In Washington, DC, Senator James G. Blaine visits the humbled Custer and tempts him with an offer to be his party's candidate for President of the United States. The senator informs Custer this can be accomplished by improving his reputation through a victory in a battle with the Indians. The senator assigns a newspaper journalist (likely based on Mark Kellogg) to Custer, who is sent back without court-martial to his regiment.
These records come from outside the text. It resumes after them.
//! Per-instance field configuration.
//!
//! Every exportable instance owns one [`FieldConfig`] describing how its fields
//! are treated on export and import:
//! - nested instances (`instance_of`)
//! - typed arrays (`array_of`)
//! - typed dictionaries (`dict_of`)
//! - ignored fields (`ignore`), never exported nor imported
//!
//! The config is built once, in the type's constructor, and never shared.

use crate::{Error, TypeResolver};
use std::collections::BTreeMap;
use std::fmt;
use std::str::FromStr;
use tracing::debug;

/// Name of the field holding the config, seeded into every ignore list.
pub const DEFAULT_CONFIG_FIELD: &str = "export_config";

/// Container role a field can be declared with.
#[derive(Debug, Clone, Copy, PartialEq, Eq, PartialOrd, Ord, Hash)]
pub enum RoleCategory {
    /// The field holds a single nested instance.
    Instance,
    /// The field holds a sequence of typed items.
    Array,
    /// The field holds a mapping of typed values.
    Dict,
}

impl RoleCategory {
    /// Canonical name of the category.
    pub fn as_str(&self) -> &'static str {
        match self {
            Self::Instance => "of_fields",
            Self::Array => "in_array",
            Self::Dict => "in_dict",
        }
    }
}

impl fmt::Display for RoleCategory {
    fn fmt(&self, f: &mut fmt::Formatter<'_>) -> fmt::Result {
        f.write_str(self.as_str())
    }
}

impl FromStr for RoleCategory {
    type Err = Error;

    fn from_str(s: &str) -> Result<Self, Self::Err> {
        match s {
            "instance" | "of_fields" | "ofFields" => Ok(Self::Instance),
            "array" | "in_array" | "inArray" => Ok(Self::Array),
            "dict" | "in_dict" | "inDict" => Ok(Self::Dict),
            other => Err(Error::UnknownCategory(other.to_string())),
        }
    }
}

/// Role markers for one field, consumed by [`FieldConfig::declare_field_roles`].
///
/// Markers are independent: a spec carrying several of them registers the
/// field under each one.
#[derive(Debug, Clone, Default)]
pub struct FieldSpec {
    pub array_of: Option<TypeResolver>,
    pub dict_of: Option<TypeResolver>,
    pub instance_of: Option<TypeResolver>,
    pub ignore: bool,
}

impl FieldSpec {
    /// Merges the markers of `other` into this spec; markers set on `other` win.
    #[must_use]
    pub fn and(self, other: FieldSpec) -> Self {
        Self {
            array_of: other.array_of.or(self.array_of),
            dict_of: other.dict_of.or(self.dict_of),
            instance_of: other.instance_of.or(self.instance_of),
            ignore: self.ignore || other.ignore,
        }
    }
}

/// Declares a sequence of items resolved by `resolver`.
pub fn array_of(resolver: impl Into<TypeResolver>) -> FieldSpec {
    FieldSpec {
        array_of: Some(resolver.into()),
        ..FieldSpec::default()
    }
}

/// Declares a mapping whose values are resolved by `resolver`.
pub fn dict_of(resolver: impl Into<TypeResolver>) -> FieldSpec {
    FieldSpec {
        dict_of: Some(resolver.into()),
        ..FieldSpec::default()
    }
}

/// Declares a single nested instance resolved by `resolver`.
pub fn instance_of(resolver: impl Into<TypeResolver>) -> FieldSpec {
    FieldSpec {
        instance_of: Some(resolver.into()),
        ..FieldSpec::default()
    }
}

/// Declares a field excluded from export and import.
pub fn ignore() -> FieldSpec {
    FieldSpec {
        ignore: true,
        ..FieldSpec::default()
    }
}

/// Field roles and ignore list of one exportable instance.
#[derive(Debug, Clone)]
pub struct FieldConfig {
    instance_fields: BTreeMap<String, TypeResolver>,
    array_fields: BTreeMap<String, TypeResolver>,
    dict_fields: BTreeMap<String, TypeResolver>,
    ignored: Vec<String>,
    storage_field: String,
}

impl Default for FieldConfig {
    fn default() -> Self {
        Self::new()
    }
}

impl FieldConfig {
    /// Creates an empty config stored under [`DEFAULT_CONFIG_FIELD`].
    #[must_use]
    pub fn new() -> Self {
        Self::with_storage_field(DEFAULT_CONFIG_FIELD)
    }

    /// Creates an empty config stored under a custom field name.
    /// That name is always ignored.
    #[must_use]
    pub fn with_storage_field(name: impl Into<String>) -> Self {
        let storage_field = name.into();
        Self {
            instance_fields: BTreeMap::new(),
            array_fields: BTreeMap::new(),
            dict_fields: BTreeMap::new(),
            ignored: vec![storage_field.clone()],
            storage_field,
        }
    }

    /// Name of the field holding this config.
    pub fn storage_field(&self) -> &str {
        &self.storage_field
    }

    /// Registers `field` under `category`, replacing any earlier resolver for
    /// the same pair.
    pub fn declare_role(
        &mut self,
        category: RoleCategory,
        field: impl Into<String>,
        resolver: impl Into<TypeResolver>,
    ) -> &mut Self {
        self.role_map_mut(category).insert(field.into(), resolver.into());
        self
    }

    /// Merges field-to-resolver mappings keyed by category name.
    /// Unknown category names are skipped.
    pub fn declare_roles<I, C, F>(&mut self, roles: I) -> &mut Self
    where
        I: IntoIterator<Item = (C, F)>,
        C: AsRef<str>,
        F: IntoIterator<Item = (String, TypeResolver)>,
    {
        for (name, fields) in roles {
            let Ok(category) = name.as_ref().parse::<RoleCategory>() else {
                debug!("Skipping unknown role category {:?}", name.as_ref());
                continue;
            };
            self.role_map_mut(category).extend(fields);
        }
        self
    }

    /// Routes each field's markers into the role maps and the ignore list.
    pub fn declare_field_roles<I, K>(&mut self, fields: I) -> &mut Self
    where
        I: IntoIterator<Item = (K, FieldSpec)>,
        K: Into<String>,
    {
        for (field, spec) in fields {
            let field = field.into();
            if let Some(resolver) = spec.dict_of {
                self.declare_role(RoleCategory::Dict, field.clone(), resolver);
            }
            if let Some(resolver) = spec.array_of {
                self.declare_role(RoleCategory::Array, field.clone(), resolver);
            }
            if let Some(resolver) = spec.instance_of {
                self.declare_role(RoleCategory::Instance, field.clone(), resolver);
            }
            if spec.ignore {
                self.ignored.push(field);
            }
        }
        self
    }

    /// Appends names to the ignore list. Duplicates are kept.
    pub fn exclude_fields<I, K>(&mut self, names: I) -> &mut Self
    where
        I: IntoIterator<Item = K>,
        K: Into<String>,
    {
        self.ignored.extend(names.into_iter().map(Into::into));
        self
    }

    /// Field-to-resolver map for `category`.
    pub fn roles(&self, category: RoleCategory) -> &BTreeMap<String, TypeResolver> {
        match category {
            RoleCategory::Instance => &self.instance_fields,
            RoleCategory::Array => &self.array_fields,
            RoleCategory::Dict => &self.dict_fields,
        }
    }

    /// Resolver registered for `field` under `category`.
    pub fn resolver(&self, category: RoleCategory, field: &str) -> Option<&TypeResolver> {
        self.roles(category).get(field)
    }

    /// Ignore list in declaration order, storage field first.
    pub fn ignored_fields(&self) -> &[String] {
        &self.ignored
    }

    pub fn is_ignored(&self, field: &str) -> bool {
        self.ignored.iter().any(|name| name == field)
    }

    fn role_map_mut(&mut self, category: RoleCategory) -> &mut BTreeMap<String, TypeResolver> {
        match category {
            RoleCategory::Instance => &mut self.instance_fields,
            RoleCategory::Array => &mut self.array_fields,
            RoleCategory::Dict => &mut self.dict_fields,
        }
    }
}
Benton notices that Custer's empathetic feelings for the Native Americans have vanished and he is pushing his regiment into a war where he can claim glory. Custer motivates his command by personally shooting deserters in the back, including his scout Dakota, who had defected to the Indian side. This prompts Benton to strike his commanding officer, resulting in his arrest. He is freed by Indians, who know of his attempts to help their people at the aborted escape attempt. His Indian friends are later ambushed by a cavalry patrol while Benton attempts to warn Colonel Custer of a massed Indian army made up of forces from several tribes. Custer fails to take sufficient heed of the warnings and divides his forces, weakening them. Thereafter, events unfold similarly to the historical Battle of the Little Big Horn where Custer and his immediate command are all killed.

==Cast==
- Joseph Cotten as Major Marcus Reno
- Darren McGavin as Captain Bill Benton
- Philip Carey as Colonel George Armstrong Custer
- Julie Sommars as Caroline Reno
- Nancy Kovack as Libbie Custer
- John Matthews as Dakota
- Michael Pate as Sitting Bull
- Don Haggerty as Senator James Blaine
- Frank Ferguson as Gen. Alfred Howe Terry
- Stacy Harris as Mr. Turner
- Iron Eyes Cody as Crazy Horse
- House Peters Jr. as Reporter
- John Napier as Tom Custer
- William Tannen as Miner
- Blair Davies as Presiding officer
- Louise Serpa as Mrs. Turner

==Production==
The Great Sioux Massacre was one of a series of films released by Columbia Pictures in the early to mid-1960s that were built around the reuse of large-scale action footage from other films, such as Nathan Juran's Siege of the Saxons (1963) and East of Sudan (1964) and John Gilling's The Brigand of Kandahar (1965). Filmed near Old Tucson, west of Tucson, Arizona, the action scenes in flat desert do not coincide with the hilly wooded Mexican landscapes of Salkow's Sitting Bull (1954).

The screenplay by Salkow and Marvin Gluck was credited as "Fred C. Dobbs", the name of Humphrey Bogart's character in The Treasure of the Sierra Madre (1948) and then the name of a nightclub on Sunset Strip. Italian American and faux Native American actor Iron Eyes Cody, who also played Crazy Horse in Salkow's Sitting Bull, had appeared in the 1936 Custer's Last Stand. Iron Eyes also acted as technical adviser on the film. Louise Serpa, who played Mrs. Turner, was a renowned rodeo photographer.